Roberto Campos: Hoje é difícil sair do congelamento. Se você tem essa bruta expansão monetária, é de se esperar, afrouxados os controles, uma explosão de preços. Agora, isso tem que ser balanceado contra o mal dos controles. Em existindo controles numa situação inflacionária, você desorganiza a economia, porque a oferta tende a ser obstruída. O cidadão que poderia produzir fica com medo: como é que eu vou produzir? Como é que eu vou montar minha fabriqueta, se no fim da linha eu vou encontrar não o risco do mercado, nesse eu estou preparado para correr, mas o arbítrio do burocrata? Então, agora nós estamos numa entaladela, e o Castelo Branco dizia muito isso. Nós, em 1964, liberamos os preços agrícolas completamente. Quanto aos preços industriais, criamos o sistema de incentivos. As firmas que se comportassem voluntariamente, de acordo com uma determinada norma de preços, teriam benefício fiscal; as que não quisessem aceitar a norma de preços teriam uma punição fiscal, mas não havia congelamento nem sequer mesmo controle prévio. E ao Castelo Branco, quando ministro, diziam: “Tem que congelar os preços; não é possível, eles continuam subindo; a política fracassou”. Castelo Branco dizia: “O congelamento é como a ditadura: é muito fácil de entrar, agora, é difícil sair.
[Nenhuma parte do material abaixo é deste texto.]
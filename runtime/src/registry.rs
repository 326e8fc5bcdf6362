//! Endpoint registry
//!
//! Maps command kinds to the remote endpoint that performs them. A kind with
//! an endpoint is dispatched as an async transaction; every other kind is a
//! synchronous command.

use crate::template::{bind_path_variables, request_body};
use optimistic_core::DispatchError;
use serde_json::Value;
use std::collections::HashMap;
use std::fmt;

/// HTTP method of an endpoint
#[derive(Clone, Copy, Debug, PartialEq, Eq, Hash)]
pub enum Method {
    /// `GET`
    Get,
    /// `POST`
    Post,
    /// `PUT`
    Put,
    /// `PATCH`
    Patch,
    /// `DELETE`
    Delete,
}

impl Method {
    /// Upper-case method name
    #[must_use]
    pub const fn as_str(self) -> &'static str {
        match self {
            Self::Get => "GET",
            Self::Post => "POST",
            Self::Put => "PUT",
            Self::Patch => "PATCH",
            Self::Delete => "DELETE",
        }
    }
}

impl fmt::Display for Method {
    fn fmt(&self, f: &mut fmt::Formatter<'_>) -> fmt::Result {
        f.write_str(self.as_str())
    }
}

/// A remote operation: method plus URL template
#[derive(Clone, Debug, PartialEq, Eq)]
pub struct Endpoint {
    /// HTTP method
    pub method: Method,
    /// URL with `{name}` placeholders bound from the command payload
    pub url_template: String,
}

impl Endpoint {
    /// Create an endpoint
    pub fn new(method: Method, url_template: impl Into<String>) -> Self {
        Self {
            method,
            url_template: url_template.into(),
        }
    }

    /// Build the request for a command payload
    ///
    /// # Errors
    ///
    /// Returns [`DispatchError::MissingPathVariable`] when the payload does not
    /// provide every placeholder in the URL template.
    pub fn request(&self, payload: &Value) -> Result<Request, DispatchError> {
        Ok(Request {
            method: self.method,
            url: bind_path_variables(&self.url_template, payload)?,
            body: request_body(&self.url_template, payload),
        })
    }
}

/// A fully bound call, ready for a [`Transport`](crate::transport::Transport)
#[derive(Clone, Debug, PartialEq)]
pub struct Request {
    /// HTTP method
    pub method: Method,
    /// Bound URL
    pub url: String,
    /// JSON body; `Null` means no body
    pub body: Value,
}

/// Command kind → endpoint table
///
/// # Example
///
/// ```
/// use optimistic_runtime::registry::{Method, Registry};
///
/// let registry = Registry::new()
///     .with_prefix("http://localhost:4000")
///     .route("DELETE_TODO", Method::Delete, "/todos/{id}");
///
/// let endpoint = registry.endpoint("DELETE_TODO").unwrap();
/// assert_eq!(endpoint.url_template, "http://localhost:4000/todos/{id}");
/// assert!(registry.endpoint("SET_FILTER").is_none());
/// ```
#[derive(Clone, Debug, Default)]
pub struct Registry {
    prefix: String,
    endpoints: HashMap<&'static str, Endpoint>,
}

impl Registry {
    /// Create an empty registry
    #[must_use]
    pub fn new() -> Self {
        Self::default()
    }

    /// Prepend `prefix` to every URL template registered afterwards
    #[must_use]
    pub fn with_prefix(mut self, prefix: impl Into<String>) -> Self {
        self.prefix = prefix.into().trim_end_matches('/').to_string();
        self
    }

    /// Register the endpoint for a command kind
    #[must_use]
    pub fn route(mut self, kind: &'static str, method: Method, url_template: &str) -> Self {
        self.insert(kind, method, url_template);
        self
    }

    /// Register the endpoint for a command kind, replacing any previous one
    pub fn insert(&mut self, kind: &'static str, method: Method, url_template: &str) {
        let endpoint = Endpoint::new(method, format!("{}{url_template}", self.prefix));
        self.endpoints.insert(kind, endpoint);
    }

    /// The endpoint for a command kind, if it needs a remote call
    #[must_use]
    pub fn endpoint(&self, kind: &str) -> Option<&Endpoint> {
        self.endpoints.get(kind)
    }

    /// Whether commands of this kind are dispatched asynchronously
    #[must_use]
    pub fn is_async(&self, kind: &str) -> bool {
        self.endpoints.contains_key(kind)
    }

    /// The URL prefix
    #[must_use]
    pub fn prefix(&self) -> &str {
        &self.prefix
    }

    /// Number of registered kinds
    #[must_use]
    pub fn len(&self) -> usize {
        self.endpoints.len()
    }

    /// Whether no kind is registered
    #[must_use]
    pub fn is_empty(&self) -> bool {
        self.endpoints.is_empty()
    }
}
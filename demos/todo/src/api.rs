//! Backend routing and wire encoding for [`TodoCommand`]

use crate::types::{Todo, TodoCommand, TodoResponse};
use optimistic_core::DispatchError;
use optimistic_runtime::transport::{from_body, to_payload};
use optimistic_runtime::{Method, Registry, Remote};
use serde_json::{Value, json};

/// Where the demo backend listens unless configured otherwise
pub const DEFAULT_API_URL: &str = "http://localhost:4000";

/// Endpoints for every async todo command
///
/// `SET_FILTER` and `CLEAR_ERROR` are deliberately absent, which makes them
/// sync.
#[must_use]
pub fn registry(api_url: &str) -> Registry {
    Registry::new()
        .with_prefix(api_url)
        .route("LOAD_TODOS", Method::Get, "/todos")
        .route("INSERT_TODO", Method::Post, "/todos/")
        .route("DELETE_TODO", Method::Delete, "/todos/{id}")
        .route("TOGGLE_COMPLETED", Method::Put, "/todos/{id}")
        .route("TOGGLE_ERROR_MODE", Method::Put, "/errormode")
}

impl Remote for TodoCommand {
    fn payload(&self) -> Result<Value, DispatchError> {
        match self {
            Self::LoadTodos | Self::ClearError | Self::ToggleErrorMode => Ok(Value::Null),
            Self::InsertTodo { text } => Ok(json!({ "text": text })),
            Self::DeleteTodo { id } | Self::ToggleCompleted { id } => Ok(json!({ "id": id })),
            Self::SetFilter { filter } => to_payload(filter),
        }
    }

    fn decode_response(&self, body: Value) -> Result<TodoResponse, DispatchError> {
        match self {
            Self::LoadTodos => from_body::<Vec<Todo>>(body).map(TodoResponse::Todos),
            Self::InsertTodo { .. } => created_id(&body).map(TodoResponse::Created),
            Self::ToggleErrorMode => from_body::<bool>(body).map(TodoResponse::ErrorMode),
            Self::DeleteTodo { .. }
            | Self::ToggleCompleted { .. }
            | Self::SetFilter { .. }
            | Self::ClearError => Ok(TodoResponse::Done),
        }
    }
}

/// The backend answers an insert with the new id as text
fn created_id(body: &Value) -> Result<i64, DispatchError> {
    match body {
        Value::String(text) => text
            .trim()
            .parse()
            .map_err(|_| DispatchError::Decode(format!("expected a todo id, got {text:?}"))),
        Value::Number(number) => number
            .as_i64()
            .ok_or_else(|| DispatchError::Decode(format!("todo id out of range: {number}"))),
        other => Err(DispatchError::Decode(format!("expected a todo id, got {other}"))),
    }
}

#[cfg(test)]
mod tests {
    #![allow(clippy::unwrap_used)]

    use super::*;
    use optimistic_core::Command;

    #[test]
    fn every_route_is_a_command_kind() {
        let registry = registry(DEFAULT_API_URL);
        assert_eq!(registry.len(), 5);

        for kind in TodoCommand::KINDS {
            let routed = registry.is_async(kind);
            let sync = matches!(*kind, "SET_FILTER" | "CLEAR_ERROR");
            assert_eq!(routed, !sync, "{kind}");
        }
    }

    #[test]
    fn insert_posts_bare_text() {
        let command = TodoCommand::InsertTodo {
            text: "milk".to_string(),
        };
        let endpoint = registry(DEFAULT_API_URL).endpoint(command.kind()).cloned().unwrap();
        let request = endpoint.request(&command.payload().unwrap()).unwrap();

        assert_eq!(request.method, Method::Post);
        assert_eq!(request.url, "http://localhost:4000/todos/");
        assert_eq!(request.body, json!("milk"));
    }

    #[test]
    fn toggle_binds_id_into_url() {
        let command = TodoCommand::ToggleCompleted { id: 3 };
        let endpoint = registry(DEFAULT_API_URL).endpoint(command.kind()).cloned().unwrap();
        let request = endpoint.request(&command.payload().unwrap()).unwrap();

        assert_eq!(request.method, Method::Put);
        assert_eq!(request.url, "http://localhost:4000/todos/3");
    }

    #[test]
    fn decodes_backend_answers() {
        let insert = TodoCommand::InsertTodo {
            text: "milk".to_string(),
        };
        assert_eq!(
            insert.decode_response(json!("2")),
            Ok(TodoResponse::Created(2))
        );
        assert_eq!(insert.decode_response(json!(7)), Ok(TodoResponse::Created(7)));
        assert!(matches!(
            insert.decode_response(json!("two")),
            Err(DispatchError::Decode(_))
        ));

        assert_eq!(
            TodoCommand::LoadTodos.decode_response(json!([{ "id": 1, "text": "learn react", "completed": false }])),
            Ok(TodoResponse::Todos(vec![Todo {
                id: 1,
                text: "learn react".to_string(),
                completed: false,
            }]))
        );
        assert_eq!(
            TodoCommand::ToggleErrorMode.decode_response(json!(true)),
            Ok(TodoResponse::ErrorMode(true))
        );
        assert_eq!(
            TodoCommand::DeleteTodo { id: 1 }.decode_response(Value::Null),
            Ok(TodoResponse::Done)
        );
    }
}
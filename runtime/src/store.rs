//! The Store - ordered runtime around a [`Reconciler`]
//!
//! Actions reach the reconciler through a single unbounded channel drained by
//! one consumer task, so they are applied strictly one at a time in arrival
//! order. Dispatcher tasks only ever enqueue; nothing else mutates state.

use crate::config::{DispatcherConfig, StoreConfig};
use crate::dispatch::Dispatcher;
use crate::error::StoreError;
use crate::metrics::ReconcileMetrics;
use crate::registry::Registry;
use crate::transport::Transport;
use optimistic_core::{Action, Command, Reconciler, Reducer, TransactionId, TransactionIdGenerator};
use std::fmt;
use std::sync::Arc;
use std::time::{Duration, Instant};
use tokio::sync::{RwLock, broadcast, mpsc, oneshot};

/// Messages processed by the store loop
enum Message<C: Command> {
    /// Reconcile an action
    Apply(Action<C>),
    /// Barrier: answered once every earlier message is processed
    Flush(oneshot::Sender<()>),
}

/// Cloneable handle for posting actions onto a store's ordered channel
///
/// Dispatchers hold one of these; the store loop keeps running while any
/// sender (or the store itself) is alive.
pub struct ActionSender<C: Command> {
    sender: mpsc::UnboundedSender<Message<C>>,
}

impl<C: Command> ActionSender<C> {
    /// Enqueue an action
    ///
    /// # Errors
    ///
    /// Returns [`StoreError::ChannelClosed`] if the store loop has stopped.
    pub fn send(&self, action: Action<C>) -> Result<(), StoreError> {
        self.sender
            .send(Message::Apply(action))
            .map_err(|_| StoreError::ChannelClosed)
    }

    /// Wait until every action enqueued before this call has been applied
    ///
    /// # Errors
    ///
    /// Returns [`StoreError::ChannelClosed`] if the store loop has stopped.
    pub async fn settle(&self) -> Result<(), StoreError> {
        let (done, wait) = oneshot::channel();
        self.sender
            .send(Message::Flush(done))
            .map_err(|_| StoreError::ChannelClosed)?;
        wait.await.map_err(|_| StoreError::ChannelClosed)
    }

    /// Whether the store loop has stopped
    #[must_use]
    pub fn is_closed(&self) -> bool {
        self.sender.is_closed()
    }
}

impl<C: Command> Clone for ActionSender<C> {
    fn clone(&self) -> Self {
        Self {
            sender: self.sender.clone(),
        }
    }
}

impl<C: Command> fmt::Debug for ActionSender<C> {
    fn fmt(&self, f: &mut fmt::Formatter<'_>) -> fmt::Result {
        f.debug_struct("ActionSender")
            .field("closed", &self.sender.is_closed())
            .finish()
    }
}

/// Visible state and reconciler, always locked together
struct Shared<R: Reducer> {
    current: R::State,
    reconciler: Reconciler<R>,
}

/// The Store - runtime coordinator for a reconciled reducer
///
/// The Store manages:
/// 1. Visible state and the [`Reconciler`] (behind one `RwLock`)
/// 2. The ordered action channel and its consumer task
/// 3. A broadcast of every applied action, for observers
/// 4. The transaction id source shared by its dispatchers
///
/// # Example
///
/// ```ignore
/// let store = Store::new(AppState::default(), app_reducer());
/// let dispatcher = store.dispatcher(registry, HttpTransport::new());
///
/// dispatcher.dispatch(TodoCommand::InsertTodo { text: "milk".into() })?;
///
/// // The optimistic todo is visible as soon as the started action is applied
/// store.settle().await?;
/// let count = store.state(|s| s.todos.len()).await;
/// ```
pub struct Store<R: Reducer> {
    shared: Arc<RwLock<Shared<R>>>,
    sender: ActionSender<R::Command>,
    action_broadcast: broadcast::Sender<Action<R::Command>>,
    ids: Arc<TransactionIdGenerator>,
}

impl<R> Store<R>
where
    R: Reducer + Send + Sync + 'static,
    R::State: Clone + Send + Sync + 'static,
{
    /// Create a store with default configuration
    ///
    /// `initial_state` is both the visible state and the committed state.
    /// Must be called from within a Tokio runtime, which runs the store loop.
    #[must_use]
    pub fn new(initial_state: R::State, reducer: R) -> Self {
        Self::with_config(initial_state, reducer, StoreConfig::default())
    }

    /// Create a store with custom configuration
    ///
    /// # Example
    ///
    /// ```ignore
    /// let config = StoreConfig::default()
    ///     .with_policy(ViolationPolicy::Lenient)
    ///     .with_broadcast_capacity(256);
    ///
    /// let store = Store::with_config(AppState::default(), app_reducer(), config);
    /// ```
    #[must_use]
    pub fn with_config(initial_state: R::State, reducer: R, config: StoreConfig) -> Self {
        let reconciler =
            Reconciler::with_committed(reducer, initial_state.clone()).with_policy(config.policy);
        let shared = Arc::new(RwLock::new(Shared {
            current: initial_state,
            reconciler,
        }));

        let (sender, receiver) = mpsc::unbounded_channel();
        let (action_broadcast, _) = broadcast::channel(config.broadcast_capacity.max(1));

        tokio::spawn(run_loop(
            Arc::clone(&shared),
            receiver,
            action_broadcast.clone(),
        ));

        Self {
            shared,
            sender: ActionSender { sender },
            action_broadcast,
            ids: Arc::new(TransactionIdGenerator::new()),
        }
    }

    /// Enqueue an already-formed action
    ///
    /// # Errors
    ///
    /// Returns [`StoreError::ChannelClosed`] if the store loop has stopped.
    pub fn send(&self, action: Action<R::Command>) -> Result<(), StoreError> {
        self.sender.send(action)
    }

    /// A handle for enqueuing actions from other tasks
    #[must_use]
    pub fn sender(&self) -> ActionSender<R::Command> {
        self.sender.clone()
    }

    /// The transaction id source shared by this store's dispatchers
    #[must_use]
    pub fn transaction_ids(&self) -> Arc<TransactionIdGenerator> {
        Arc::clone(&self.ids)
    }

    /// Build a dispatcher that posts onto this store
    #[must_use]
    pub fn dispatcher<T: Transport>(
        &self,
        registry: Registry,
        transport: T,
    ) -> Dispatcher<R::Command, T> {
        self.dispatcher_with_config(registry, transport, DispatcherConfig::default())
    }

    /// Build a dispatcher with custom configuration
    #[must_use]
    pub fn dispatcher_with_config<T: Transport>(
        &self,
        registry: Registry,
        transport: T,
        config: DispatcherConfig,
    ) -> Dispatcher<R::Command, T> {
        Dispatcher::new(
            self.sender(),
            self.transaction_ids(),
            registry,
            transport,
            config,
        )
    }

    /// Read the visible state via a closure
    ///
    /// ```ignore
    /// let todo_count = store.state(|s| s.todos.len()).await;
    /// ```
    pub async fn state<F, T>(&self, f: F) -> T
    where
        F: FnOnce(&R::State) -> T,
    {
        let shared = self.shared.read().await;
        f(&shared.current)
    }

    /// Read the committed state via a closure
    pub async fn committed<F, T>(&self, f: F) -> Option<T>
    where
        F: FnOnce(&R::State) -> T,
    {
        let shared = self.shared.read().await;
        shared.reconciler.committed().map(f)
    }

    /// Ids of transactions awaiting resolution, in start order
    pub async fn pending_transactions(&self) -> Vec<TransactionId> {
        self.shared.read().await.reconciler.pending_transactions()
    }

    /// Number of protocol violations seen so far
    pub async fn violations(&self) -> u64 {
        self.shared.read().await.reconciler.violations()
    }

    /// Wait until every action enqueued so far has been applied
    ///
    /// # Errors
    ///
    /// Returns [`StoreError::ChannelClosed`] if the store loop has stopped.
    pub async fn settle(&self) -> Result<(), StoreError> {
        self.sender.settle().await
    }

    /// [`settle`](Self::settle) with an upper bound on the wait
    ///
    /// # Errors
    ///
    /// Returns [`StoreError::Timeout`] if the barrier is not reached in time,
    /// or [`StoreError::ChannelClosed`] if the store loop has stopped.
    pub async fn settle_with_timeout(&self, timeout: Duration) -> Result<(), StoreError> {
        tokio::time::timeout(timeout, self.settle())
            .await
            .map_err(|_| StoreError::Timeout)?
    }

    /// Replace visible state, committed state and the pending log together
    ///
    /// Actions enqueued before the reset are applied first. Resolutions that
    /// arrive afterwards for transactions started before the reset no longer
    /// match the log and are handled as protocol violations.
    ///
    /// # Errors
    ///
    /// Returns [`StoreError::ChannelClosed`] if the store loop has stopped.
    pub async fn reset(&self, state: R::State) -> Result<(), StoreError> {
        self.settle().await?;

        let mut shared = self.shared.write().await;
        shared.reconciler.reset_to(state.clone());
        shared.current = state;

        tracing::info!("Store reset");
        Ok(())
    }

    /// Subscribe to every action the store applies
    ///
    /// Each action is broadcast after it has been reconciled, so a subscriber
    /// that reads state on receipt sees its effect.
    #[must_use]
    pub fn subscribe(&self) -> broadcast::Receiver<Action<R::Command>> {
        self.action_broadcast.subscribe()
    }
}

impl<R: Reducer> fmt::Debug for Store<R> {
    fn fmt(&self, f: &mut fmt::Formatter<'_>) -> fmt::Result {
        f.debug_struct("Store")
            .field("sender", &self.sender)
            .field("subscribers", &self.action_broadcast.receiver_count())
            .finish_non_exhaustive()
    }
}

async fn run_loop<R>(
    shared: Arc<RwLock<Shared<R>>>,
    mut receiver: mpsc::UnboundedReceiver<Message<R::Command>>,
    action_broadcast: broadcast::Sender<Action<R::Command>>,
) where
    R: Reducer + Send + Sync + 'static,
    R::State: Clone + Send + Sync + 'static,
{
    tracing::debug!("Store loop started");

    while let Some(message) = receiver.recv().await {
        match message {
            Message::Apply(action) => {
                let observed = (action_broadcast.receiver_count() > 0).then(|| action.clone());
                apply(&shared, action).await;
                if let Some(action) = observed {
                    // No receivers left is fine
                    let _ = action_broadcast.send(action);
                }
            }
            Message::Flush(done) => {
                let _ = done.send(());
            }
        }
    }

    tracing::debug!("Store loop stopped: all senders dropped");
}

async fn apply<R>(shared: &RwLock<Shared<R>>, action: Action<R::Command>)
where
    R: Reducer,
    R::State: Clone,
{
    let mut guard = shared.write().await;
    let Shared {
        current,
        reconciler,
    } = &mut *guard;

    let kind = action.kind();
    let phase = action.phase().name();
    let violations = reconciler.violations();
    let start = Instant::now();

    match reconciler.apply(current, action) {
        Ok(next) => *current = next,
        Err(error) => {
            tracing::debug!(kind, phase, %error, "Visible state left unchanged");
        }
    }

    ReconcileMetrics::record_action(start.elapsed(), reconciler.pending_len());
    if reconciler.violations() > violations {
        ReconcileMetrics::record_violation();
    }
}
Eu quero não entrar no congelamento, para poder sair elegantemente da ditadura”. A ilusão que ele tinha, com a Constituição em 1967, que previa... a esperança dele era que fosse implementada por um sucessor civil.

Jayme Martins: Tratando de aliviar um pouco a tônica financeira, o senhor, que quando jovem, teria sido considerado por seus colegas de seminário um possível papa, como se sente hoje, na idade papável, dando lições de marxismo a muitos dos intelectuais marxistas brasileiros e às esquerdas brasileiras em geral?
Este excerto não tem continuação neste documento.